_WHAT TO WORK ON_: Within the records below, reproduce without change the lines from the line that has "read error, terminating" through the line that has "explicit caller-initiated disconnect.", and only those.

_Stored data_:
•••••
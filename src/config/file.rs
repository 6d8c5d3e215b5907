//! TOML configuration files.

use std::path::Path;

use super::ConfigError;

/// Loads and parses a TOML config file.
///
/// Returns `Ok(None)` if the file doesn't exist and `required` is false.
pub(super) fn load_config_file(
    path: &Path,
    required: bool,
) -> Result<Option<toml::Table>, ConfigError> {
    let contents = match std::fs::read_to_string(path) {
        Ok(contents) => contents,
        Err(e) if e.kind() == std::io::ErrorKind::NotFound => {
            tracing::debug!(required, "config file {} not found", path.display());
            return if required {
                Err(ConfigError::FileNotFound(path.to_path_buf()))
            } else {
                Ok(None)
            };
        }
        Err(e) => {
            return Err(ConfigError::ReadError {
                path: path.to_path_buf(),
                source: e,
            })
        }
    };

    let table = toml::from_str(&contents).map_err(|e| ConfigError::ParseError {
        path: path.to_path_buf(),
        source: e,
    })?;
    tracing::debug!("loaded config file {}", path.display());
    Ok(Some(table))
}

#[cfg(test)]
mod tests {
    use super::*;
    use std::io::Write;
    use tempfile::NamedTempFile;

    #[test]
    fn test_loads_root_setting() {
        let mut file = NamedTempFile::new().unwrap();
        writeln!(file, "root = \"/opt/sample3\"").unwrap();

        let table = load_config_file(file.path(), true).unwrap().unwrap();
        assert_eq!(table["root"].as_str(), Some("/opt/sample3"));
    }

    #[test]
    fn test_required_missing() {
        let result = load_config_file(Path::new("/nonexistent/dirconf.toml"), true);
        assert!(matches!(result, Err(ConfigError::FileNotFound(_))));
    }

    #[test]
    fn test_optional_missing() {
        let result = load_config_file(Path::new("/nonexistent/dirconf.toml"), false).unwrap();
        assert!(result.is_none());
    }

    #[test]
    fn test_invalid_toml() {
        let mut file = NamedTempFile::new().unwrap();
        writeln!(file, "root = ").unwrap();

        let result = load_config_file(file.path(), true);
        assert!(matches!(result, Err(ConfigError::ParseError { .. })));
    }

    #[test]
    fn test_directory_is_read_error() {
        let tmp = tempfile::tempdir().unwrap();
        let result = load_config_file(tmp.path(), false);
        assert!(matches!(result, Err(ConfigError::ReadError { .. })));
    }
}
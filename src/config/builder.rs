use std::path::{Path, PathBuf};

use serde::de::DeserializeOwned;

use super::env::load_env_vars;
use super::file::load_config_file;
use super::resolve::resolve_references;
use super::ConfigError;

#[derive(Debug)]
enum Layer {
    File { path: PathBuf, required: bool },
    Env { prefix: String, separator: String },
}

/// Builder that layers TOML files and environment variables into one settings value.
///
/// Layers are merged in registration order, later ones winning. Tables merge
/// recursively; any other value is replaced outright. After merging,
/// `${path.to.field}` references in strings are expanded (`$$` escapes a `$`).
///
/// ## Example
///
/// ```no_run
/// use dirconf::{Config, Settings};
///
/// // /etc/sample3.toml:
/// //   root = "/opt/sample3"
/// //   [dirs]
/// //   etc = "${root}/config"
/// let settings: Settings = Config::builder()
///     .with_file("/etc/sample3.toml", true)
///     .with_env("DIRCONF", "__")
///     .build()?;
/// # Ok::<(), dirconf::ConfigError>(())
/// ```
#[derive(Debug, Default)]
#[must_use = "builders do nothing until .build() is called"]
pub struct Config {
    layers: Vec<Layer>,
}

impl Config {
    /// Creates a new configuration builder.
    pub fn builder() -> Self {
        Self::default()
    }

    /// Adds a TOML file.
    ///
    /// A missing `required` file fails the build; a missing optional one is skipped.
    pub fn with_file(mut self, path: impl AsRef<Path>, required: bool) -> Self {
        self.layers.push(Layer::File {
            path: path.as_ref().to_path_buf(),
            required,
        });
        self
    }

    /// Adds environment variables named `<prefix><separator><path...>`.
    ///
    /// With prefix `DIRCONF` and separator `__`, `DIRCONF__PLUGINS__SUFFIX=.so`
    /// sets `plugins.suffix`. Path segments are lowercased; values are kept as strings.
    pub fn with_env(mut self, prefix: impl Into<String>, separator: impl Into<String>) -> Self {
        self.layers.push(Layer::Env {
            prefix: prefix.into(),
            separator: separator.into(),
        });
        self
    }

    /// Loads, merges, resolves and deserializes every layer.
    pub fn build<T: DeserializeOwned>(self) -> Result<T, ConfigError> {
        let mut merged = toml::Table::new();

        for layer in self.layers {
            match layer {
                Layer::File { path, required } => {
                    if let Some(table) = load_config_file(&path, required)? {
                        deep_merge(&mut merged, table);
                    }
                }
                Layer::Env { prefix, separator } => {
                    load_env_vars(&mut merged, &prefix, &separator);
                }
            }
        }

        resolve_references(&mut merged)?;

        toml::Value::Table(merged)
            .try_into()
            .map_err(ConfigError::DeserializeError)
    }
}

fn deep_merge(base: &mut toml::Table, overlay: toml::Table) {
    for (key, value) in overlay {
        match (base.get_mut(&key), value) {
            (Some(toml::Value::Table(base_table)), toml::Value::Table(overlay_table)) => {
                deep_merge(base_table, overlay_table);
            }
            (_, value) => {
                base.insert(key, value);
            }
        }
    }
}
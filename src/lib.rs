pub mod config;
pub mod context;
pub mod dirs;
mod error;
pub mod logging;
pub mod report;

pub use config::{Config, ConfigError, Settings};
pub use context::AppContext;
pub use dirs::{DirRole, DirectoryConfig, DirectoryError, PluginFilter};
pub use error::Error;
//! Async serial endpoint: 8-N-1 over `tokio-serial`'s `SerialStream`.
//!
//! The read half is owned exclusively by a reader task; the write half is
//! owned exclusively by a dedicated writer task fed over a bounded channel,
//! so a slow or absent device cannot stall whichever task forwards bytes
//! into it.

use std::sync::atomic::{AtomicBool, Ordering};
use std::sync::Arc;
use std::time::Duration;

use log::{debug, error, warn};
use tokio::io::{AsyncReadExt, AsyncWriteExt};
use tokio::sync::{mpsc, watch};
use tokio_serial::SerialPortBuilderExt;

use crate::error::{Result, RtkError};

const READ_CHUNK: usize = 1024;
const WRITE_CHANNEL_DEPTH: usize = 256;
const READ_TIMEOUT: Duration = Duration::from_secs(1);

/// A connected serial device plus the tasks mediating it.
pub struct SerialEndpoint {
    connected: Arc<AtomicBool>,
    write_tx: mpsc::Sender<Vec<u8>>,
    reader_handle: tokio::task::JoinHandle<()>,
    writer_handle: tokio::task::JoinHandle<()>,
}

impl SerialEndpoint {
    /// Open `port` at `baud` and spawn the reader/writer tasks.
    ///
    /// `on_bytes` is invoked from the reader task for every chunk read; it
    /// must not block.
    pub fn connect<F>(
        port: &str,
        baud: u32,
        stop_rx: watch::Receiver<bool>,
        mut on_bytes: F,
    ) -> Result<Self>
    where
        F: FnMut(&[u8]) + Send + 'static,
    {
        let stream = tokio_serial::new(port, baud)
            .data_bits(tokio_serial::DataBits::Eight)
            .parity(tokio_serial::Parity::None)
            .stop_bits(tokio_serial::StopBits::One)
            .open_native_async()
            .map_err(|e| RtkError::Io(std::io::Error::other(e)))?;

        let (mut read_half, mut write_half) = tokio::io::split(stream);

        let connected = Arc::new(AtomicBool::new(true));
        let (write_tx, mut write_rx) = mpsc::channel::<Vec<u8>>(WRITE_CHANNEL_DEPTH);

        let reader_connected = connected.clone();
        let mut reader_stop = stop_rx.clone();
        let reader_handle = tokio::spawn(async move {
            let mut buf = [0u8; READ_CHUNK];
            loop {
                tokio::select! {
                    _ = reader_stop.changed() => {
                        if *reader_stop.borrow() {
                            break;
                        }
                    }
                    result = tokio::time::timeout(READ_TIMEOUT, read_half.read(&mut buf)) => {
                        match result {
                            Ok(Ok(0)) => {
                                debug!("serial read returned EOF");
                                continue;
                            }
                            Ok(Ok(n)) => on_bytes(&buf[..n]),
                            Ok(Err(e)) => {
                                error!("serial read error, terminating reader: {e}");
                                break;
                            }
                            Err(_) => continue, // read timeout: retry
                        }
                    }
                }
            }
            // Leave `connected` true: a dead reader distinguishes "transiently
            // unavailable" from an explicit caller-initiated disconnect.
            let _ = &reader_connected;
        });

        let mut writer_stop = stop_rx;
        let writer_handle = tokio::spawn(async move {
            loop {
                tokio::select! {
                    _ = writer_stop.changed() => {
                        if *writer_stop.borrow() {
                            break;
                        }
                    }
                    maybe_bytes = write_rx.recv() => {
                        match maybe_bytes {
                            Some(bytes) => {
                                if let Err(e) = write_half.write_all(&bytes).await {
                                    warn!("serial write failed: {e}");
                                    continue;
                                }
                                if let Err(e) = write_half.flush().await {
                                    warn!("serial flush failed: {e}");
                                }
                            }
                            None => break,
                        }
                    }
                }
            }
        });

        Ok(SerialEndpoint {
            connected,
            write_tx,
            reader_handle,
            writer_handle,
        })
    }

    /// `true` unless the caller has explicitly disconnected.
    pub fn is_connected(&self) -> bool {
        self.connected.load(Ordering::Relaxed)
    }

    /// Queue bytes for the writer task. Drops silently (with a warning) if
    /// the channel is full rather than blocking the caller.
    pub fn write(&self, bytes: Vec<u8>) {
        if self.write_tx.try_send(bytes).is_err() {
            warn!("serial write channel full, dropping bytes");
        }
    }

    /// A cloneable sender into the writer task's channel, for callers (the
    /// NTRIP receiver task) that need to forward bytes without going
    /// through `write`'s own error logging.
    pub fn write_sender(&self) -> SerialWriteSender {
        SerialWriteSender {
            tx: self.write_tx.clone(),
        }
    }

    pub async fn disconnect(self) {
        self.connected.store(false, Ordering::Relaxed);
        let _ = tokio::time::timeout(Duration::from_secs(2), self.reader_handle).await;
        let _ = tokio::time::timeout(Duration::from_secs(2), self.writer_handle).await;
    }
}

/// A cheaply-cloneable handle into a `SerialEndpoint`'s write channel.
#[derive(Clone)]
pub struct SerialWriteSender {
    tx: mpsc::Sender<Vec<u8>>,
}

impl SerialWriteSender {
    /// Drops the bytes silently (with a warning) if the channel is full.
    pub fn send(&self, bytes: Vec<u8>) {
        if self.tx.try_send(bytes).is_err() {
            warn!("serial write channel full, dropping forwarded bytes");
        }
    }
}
•••••
_SOLUTION BELOW_:
                                error!("serial read error, terminating reader: {e}");
                                break;
                            }
                            Err(_) => continue, // read timeout: retry
                        }
                    }
                }
            }
            // Leave `connected` true: a dead reader distinguishes "transiently
            // unavailable" from an explicit caller-initiated disconnect.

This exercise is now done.